So my step mom is a computer noob and is running out of space on her main drive. My idea would be to just get the extra drive, and do some form of short cutting so that files (pictures and such) that used to come off the old drive, are now coming off the newer bigger one. But my pops is skeptical that even this will trip her up. Is it possible to clone (via norton ghost, or other) the old drive onto a newer bigger drive, and then continue to use that one as the master, so that everything is completely transparent for her.
12/24/2006 6:05:13 PM
you cant just copy all her old shit onto the new drive?
12/24/2006 6:59:36 PM
Did you read the post? Yes, I could do that...I assume I could just make the old links point to the new directories.

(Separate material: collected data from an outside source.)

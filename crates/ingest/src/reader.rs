use anyhow::{Context, Result};
use std::path::Path;
use tokio::fs;

use crate::{Document, generate_doc_id};

const SUPPORTED_EXTENSIONS: [&str; 2] = ["txt", "md"];

/// Reads plain-text documents. Binary formats (PDF etc.) are converted to
/// text upstream and handed in as [`Document`]s directly.
pub struct FileReader;

impl FileReader {
    pub async fn read_file(path: &Path) -> Result<Document> {
        let extension = path
            .extension()
            .and_then(|e| e.to_str())
            .unwrap_or("");

        if !SUPPORTED_EXTENSIONS.contains(&extension) {
            anyhow::bail!("Unsupported file format: {}", extension);
        }

        let text = fs::read_to_string(path)
            .await
            .context(format!("Failed to read file: {:?}", path))?;
        let source = path.to_string_lossy().to_string();

        Ok(Document {
            doc_id: generate_doc_id(&source),
            source,
            text,
        })
    }

    /// Reads every supported file directly under `dir`, sorted by path.
    pub async fn read_directory(dir: &Path) -> Result<Vec<Document>> {
        let mut paths = Vec::new();

        let mut entries = fs::read_dir(dir)
            .await
            .context(format!("Failed to read directory: {:?}", dir))?;

        while let Some(entry) = entries.next_entry().await? {
            let path = entry.path();
            let supported = path
                .extension()
                .and_then(|e| e.to_str())
                .is_some_and(|ext| SUPPORTED_EXTENSIONS.contains(&ext));

            if path.is_file() && supported {
                paths.push(path);
            }
        }

        paths.sort();

        let mut documents = Vec::with_capacity(paths.len());
        for path in paths {
            documents.push(Self::read_file(&path).await?);
        }

        Ok(documents)
    }
}
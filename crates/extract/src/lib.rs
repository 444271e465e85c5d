pub mod error;
pub mod llm;
pub mod parser;
pub mod prompt;
pub mod retry;
pub mod schema;
pub mod vocabulary;

pub use error::{ExtractError, ExtractionParseError, ReferentialIntegrityError, TimeoutError};
pub use llm::{LanguageModel, OllamaClient};
pub use parser::parse_extraction;
pub use retry::{RetryError, RetryPolicy};
pub use schema::{
    DropReason, DroppedEntry, ExtractedChunk, ExtractionResult, FewShotExample, Node, Properties,
    Relationship, ValidationReport,
};
pub use vocabulary::{ExtractionConfig, Vocabulary};

use std::sync::Arc;
use tracing::{debug, warn};

/// Validated model output for one piece of text.
#[derive(Debug, Clone, Default, PartialEq, Eq)]
pub struct ValidatedExtraction {
    pub extraction: ExtractionResult,
    pub report: ValidationReport,
}

pub struct Extractor {
    llm: Arc<dyn LanguageModel>,
    config: Arc<ExtractionConfig>,
}

impl Extractor {
    pub fn new(llm: Arc<dyn LanguageModel>, config: ExtractionConfig) -> Self {
        Self {
            llm,
            config: Arc::new(config),
        }
    }

    pub fn config(&self) -> &ExtractionConfig {
        &self.config
    }

    /// Extract nodes and relationships from a chunk of text.
    ///
    /// Whitespace-only input short-circuits to an empty result without
    /// calling the model.
    pub async fn extract_from_text(&self, text: &str) -> Result<ValidatedExtraction, ExtractError> {
        if text.trim().is_empty() {
            return Ok(ValidatedExtraction::default());
        }

        let prompt = prompt::build_extraction_prompt(text, &self.config);
        let mut raw = self.call_model(&prompt).await?;
        let mut repairs_left = self.config.repair_attempts;

        loop {
            match parse_extraction(&raw, &self.config.vocabulary) {
                Ok((extraction, report)) => {
                    return Ok(ValidatedExtraction { extraction, report });
                }
                Err(err) if repairs_left > 0 => {
                    repairs_left -= 1;
                    debug!(error = %err, "Model output did not parse, asking for a repair");
                    raw = self.call_model(&prompt::build_retry_prompt(&raw)).await?;
                }
                Err(err) => {
                    warn!(error = %err, excerpt = %err.excerpt, "Giving up on model output");
                    return Err(err.into());
                }
            }
        }
    }

    /// Extract from a chunk with metadata
    pub async fn extract_chunk(
        &self,
        chunk_id: String,
        doc_id: String,
        text: &str,
    ) -> Result<ExtractedChunk, ExtractError> {
        let ValidatedExtraction { extraction, report } = self.extract_from_text(text).await?;

        Ok(ExtractedChunk {
            chunk_id,
            doc_id,
            extraction,
            report,
        })
    }

    async fn call_model(&self, prompt: &str) -> Result<String, ExtractError> {
        let budget = self.config.call_timeout;

        tokio::time::timeout(budget, self.llm.generate(prompt))
            .await
            .map_err(|_| TimeoutError {
                operation: "extraction model call",
                budget,
            })?
            .map_err(ExtractError::Model)
    }
}
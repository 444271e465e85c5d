use extract::TimeoutError;
use index::IndexError;
use thiserror::Error;

/// Answer generation failed and the retry policy gave up.
#[derive(Debug, Error)]
#[error("answer generation failed after {attempts} attempt(s): {source:#}")]
pub struct GenerationError {
    pub attempts: usize,
    pub source: anyhow::Error,
}

#[derive(Debug, Clone, Error, PartialEq, Eq)]
pub enum TemplateError {
    #[error("prompt template is missing the {{{0}}} placeholder")]
    MissingPlaceholder(&'static str),
}

#[derive(Debug, Error)]
pub enum QueryError {
    #[error(transparent)]
    Index(#[from] IndexError),

    #[error("failed to embed query: {0:#}")]
    Embedding(#[source] anyhow::Error),

    #[error(transparent)]
    Generation(#[from] GenerationError),

    #[error(transparent)]
    Timeout(#[from] TimeoutError),
}
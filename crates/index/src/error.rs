use thiserror::Error;

#[derive(Debug, Clone, Copy, Error, PartialEq, Eq)]
#[error("embedding has dimension {actual}, index expects {expected}")]
pub struct DimensionMismatchError {
    pub expected: usize,
    pub actual: usize,
}

#[derive(Debug, Error)]
pub enum IndexError {
    #[error(transparent)]
    DimensionMismatch(#[from] DimensionMismatchError),

    /// The chunk position is already indexed with different text.
    #[error("chunk {chunk_id} is already indexed with different text")]
    ChunkConflict { chunk_id: String },

    #[error("embedding failed: {0:#}")]
    Embedding(#[source] anyhow::Error),

    #[error("vector store error: {0:#}")]
    VectorStore(#[source] anyhow::Error),

    #[error("graph store error: {0:#}")]
    GraphStore(#[source] anyhow::Error),
}

impl From<neo4rs::Error> for IndexError {
    fn from(err: neo4rs::Error) -> Self {
        IndexError::GraphStore(err.into())
    }
}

It's so bad, that any "disruption" in the way the machine used to be will cause world war three.It's what happens when old folks and technology intersect.
12/24/2006 7:03:07 PM
I know you can use Ghost to totally clone a drive, but I believe when you try to put it on a new drive, it would format it just like the original. Of course even if it did that, you probably could use something like Partition Magic (pricey) or QTParted from a linux distro like Knoppix to extend that partition to fill up the free space. So short answer, yes, but it might not be that simple.
12/24/2006 10:23:18 PM
You should be able to use PartitionMagic (or this free one: http://www.ranish.com/part/ ) and copy the partition onto a new drive. Norton Ghost should also work if you want to make an image and then 'restore' it on the new hard drive.
12/25/2006 12:27:13 AM
any imaging software should work for this task. and it won't format the nes drive as a 12gb or whatever the old one was. it will do whatever you tell it to do (and the default is to take up all of the new drive). i dont know about free solutions, but arconis trueimage or ghost should do fine. i'm sure theres free solutions out there if you don't have a bittorrent client
12/25/2006 12:42:09 AM
Excellent. I think I have an old copy of partition magic someone let me have, I've just never had the need to use it and didn't know what it was capable of.So it should be as easy as putting the new drive in, cloning to it, then swapping the master/slave switch and it will be the new drive?
12/25/2006 10:02:29 AM
take advantage of this and do a clean install, she probably needs it anywaysthen just put her files back in the same spot
12/25/2006 1:00:49 PM
She does need that, however, I don't have all day/weekend or the desire to undertake such an endeavor.
12/25/2006 1:01:35 PM
it just takes an afternoon, its rainy anyways
12/25/2006 1:22:06 PM
Done yet?
12/25/2006 7:37:22 PM
You don't need any special tools. Just stick both drives into a second computer and literally copy all of the files from one drive to a new active primary partition on the other. (unless it's been converted to a windows 'dynamic' disk -- then you'd need an imaging tool)
12/26/2006 3:29:00 PM
x[Edited on December 26, 2006 at 5:56 PM. Reason : a]
12/26/2006 5:55:57 PM
^^That is incorrect. There are certain files Windows cannot copy while it is running (ntuser.dat in Documents and Settings is one of them). Further, even if you could copy every file (say, take a 2nd computer to do so), there's no guarantee Windows won't crap itself when it tries to boot with the new hard drive.Anyways, if you haven't already, get Ghost or TrueImage and call it a day. Just make sure you extend your partition during the process or do so afterwards using GParted LiveCD.